Measurements of Thermal Neutron Response in Cherenkov Glasses Designed for MeV Photon Detection

In order to obtain a meaningful gamma ray measurement in mixed neutron and high-energy photon environments, a quantitative understanding of neutron-induced backgrounds is crucial. Neutrons that can produce Cherenkov photons indirectly through (n, γ) activation reactions are found in radiation backgrounds in both passive and active-source search environments. The objectives of this research are to establish the properties and fabrication techniques for materials suitable for the production of photon-sensitive Cherenkov detectors (including low neutron sensitivity), or, for certain samples, to understand how the response to neutrons can be electronically discriminated from the signal caused by the interaction of MeV photons.
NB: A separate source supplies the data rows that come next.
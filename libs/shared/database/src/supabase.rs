use anyhow::{Context, Result};
use reqwest::{
    Client,
    header::{HeaderMap, HeaderValue, CONTENT_TYPE, AUTHORIZATION},
    Method, StatusCode,
};
use serde::de::DeserializeOwned;
use serde_json::Value;
use thiserror::Error;
use tracing::{debug, error};

use shared_config::AppConfig;

/// Non-success answer from PostgREST. Wrapped in `anyhow::Error`; callers that
/// need the status can `downcast_ref::<SupabaseError>()`.
#[derive(Debug, Error)]
pub enum SupabaseError {
    #[error("Authentication error: {message}")]
    Unauthorized { message: String },

    #[error("Resource not found: {message}")]
    NotFound { message: String },

    #[error("API error ({status}): {message}")]
    Api { status: StatusCode, message: String },
}

impl SupabaseError {
    fn from_response(status: StatusCode, message: String) -> Self {
        match status.as_u16() {
            401 | 403 => SupabaseError::Unauthorized { message },
            404 => SupabaseError::NotFound { message },
            _ => SupabaseError::Api { status, message },
        }
    }

    pub fn status(&self) -> StatusCode {
        match self {
            SupabaseError::Unauthorized { .. } => StatusCode::UNAUTHORIZED,
            SupabaseError::NotFound { .. } => StatusCode::NOT_FOUND,
            SupabaseError::Api { status, .. } => *status,
        }
    }
}

pub struct SupabaseClient {
    client: Client,
    base_url: String,
    anon_key: String,
}

impl SupabaseClient {
    pub fn new(config: &AppConfig) -> Self {
        Self {
            client: Client::new(),
            base_url: config.supabase_url.trim_end_matches('/').to_string(),
            anon_key: config.supabase_anon_key.clone(),
        }
    }

    fn get_headers(&self, auth_token: Option<&str>) -> Result<HeaderMap> {
        let mut headers = HeaderMap::new();

        headers.insert(
            "apikey",
            HeaderValue::from_str(&self.anon_key).context("invalid anon key header")?,
        );
        headers.insert(CONTENT_TYPE, HeaderValue::from_static("application/json"));

        if let Some(token) = auth_token {
            headers.insert(
                AUTHORIZATION,
                HeaderValue::from_str(&format!("Bearer {}", token))
                    .context("invalid bearer token header")?,
            );
        }

        Ok(headers)
    }

    /// Headers asking PostgREST to echo the written rows back.
    pub fn representation_headers() -> HeaderMap {
        let mut headers = HeaderMap::new();
        headers.insert("Prefer", HeaderValue::from_static("return=representation"));
        headers
    }

    pub async fn request<T>(&self, method: Method, path: &str,
                            auth_token: Option<&str>, body: Option<Value>)
                            -> Result<T>
    where T: DeserializeOwned {
        self.request_with_headers(method, path, auth_token, body, None).await
    }

    pub async fn request_with_headers<T>(
        &self,
        method: Method,
        path: &str,
        auth_token: Option<&str>,
        body: Option<Value>,
        extra_headers: Option<HeaderMap>,
    ) -> Result<T>
    where T: DeserializeOwned {
        let url = format!("{}{}", self.base_url, path);
        debug!("Making {} request to {}", method, url);

        let mut headers = self.get_headers(auth_token)?;
        if let Some(extra) = extra_headers {
            headers.extend(extra);
        }

        let mut req = self.client.request(method, &url)
            .headers(headers);

        if let Some(body_data) = body {
            req = req.json(&body_data);
        }

        let response = req.send().await?;

        let status = response.status();
        if !status.is_success() {
            let error_text = response.text().await?;
            error!("API error ({}): {}", status, error_text);
            return Err(SupabaseError::from_response(status, error_text).into());
        }

        let data = response.json::<T>().await?;
        Ok(data)
    }

    /// Call a PostgREST RPC endpoint (`/rest/v1/rpc/{function}`).
    pub async fn rpc<T>(&self, function: &str, auth_token: Option<&str>, args: Value) -> Result<T>
    where T: DeserializeOwned {
        let path = format!("/rest/v1/rpc/{}", function);
        self.request(Method::POST, &path, auth_token, Some(args)).await
    }

    pub fn get_base_url(&self) -> &str {
        &self.base_url
    }
}

#[cfg(test)]
mod tests {
    use super::*;

    fn config(url: &str) -> AppConfig {
        AppConfig {
            supabase_url: url.to_string(),
            supabase_anon_key: "anon".to_string(),
            supabase_jwt_secret: "secret".to_string(),
            port: 3000,
        }
    }

    #[test]
    fn trailing_slash_is_trimmed_from_base_url() {
        let client = SupabaseClient::new(&config("http://localhost:54321/"));
        assert_eq!(client.get_base_url(), "http://localhost:54321");
    }

    #[test]
    fn error_status_is_classified() {
        let conflict = SupabaseError::from_response(StatusCode::CONFLICT, "overlap".into());
        assert_eq!(conflict.status(), StatusCode::CONFLICT);
        assert!(matches!(
            SupabaseError::from_response(StatusCode::FORBIDDEN, "rls".into()),
            SupabaseError::Unauthorized { .. }
        ));
    }

    #[test]
    fn bearer_header_is_attached() {
        let client = SupabaseClient::new(&config("http://localhost:54321"));
        let headers = client.get_headers(Some("abc")).unwrap();
        assert_eq!(headers.get(AUTHORIZATION).unwrap(), "Bearer abc");
        assert_eq!(headers.get("apikey").unwrap(), "anon");
    }
}
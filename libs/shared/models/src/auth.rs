use chrono::{DateTime, Utc};
use serde::{Deserialize, Serialize};
use uuid::Uuid;

#[derive(Debug, Serialize, Deserialize)]
pub struct JwtClaims {
    pub sub: String,
    pub exp: Option<u64>,
    pub email: Option<String>,
    pub role: Option<String>,
    pub app_metadata: Option<serde_json::Value>,
    pub user_metadata: Option<serde_json::Value>,
    pub aud: Option<String>,
    pub iat: Option<u64>,
}

impl JwtClaims {
    /// Clinic the caller belongs to, read from `app_metadata.clinic_id`.
    pub fn clinic_id(&self) -> Option<Uuid> {
        self.app_metadata
            .as_ref()
            .and_then(|meta| meta.get("clinic_id"))
            .and_then(|value| value.as_str())
            .and_then(|raw| Uuid::parse_str(raw).ok())
    }
}

#[derive(Debug, Clone, Serialize, Deserialize)]
pub struct User {
    pub id: String,
    pub email: Option<String>,
    pub role: Option<String>,
    pub clinic_id: Option<Uuid>,
    pub metadata: Option<serde_json::Value>,
    pub created_at: Option<DateTime<Utc>>,
}

impl User {
    pub fn user_uuid(&self) -> Option<Uuid> {
        Uuid::parse_str(&self.id).ok()
    }
}

#[derive(Debug, Serialize, Deserialize)]
pub struct TokenResponse {
    pub valid: bool,
    pub user_id: String,
    pub email: Option<String>,
    pub role: Option<String>,
    pub clinic_id: Option<Uuid>,
}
Over a hundred glass samples have been fabricated, and radiation characterization results from selected samples are reported. The thermal neutron responses of these glasses were determined using neutron activation followed by time dependent radiation measurement and gamma ray spectroscopy. The results showed that the probability of thermal neutron capture, the thermal neutron activation time, the half-life of the activation products, the abundance of the target materials, and the magnitude of the energy of gamma and beta radiations that result from activation play significant roles in understanding the observed count rate due to Cherenkov radiation. Implications for Cherenkov detectors to be used for MeV photon detection are discussed.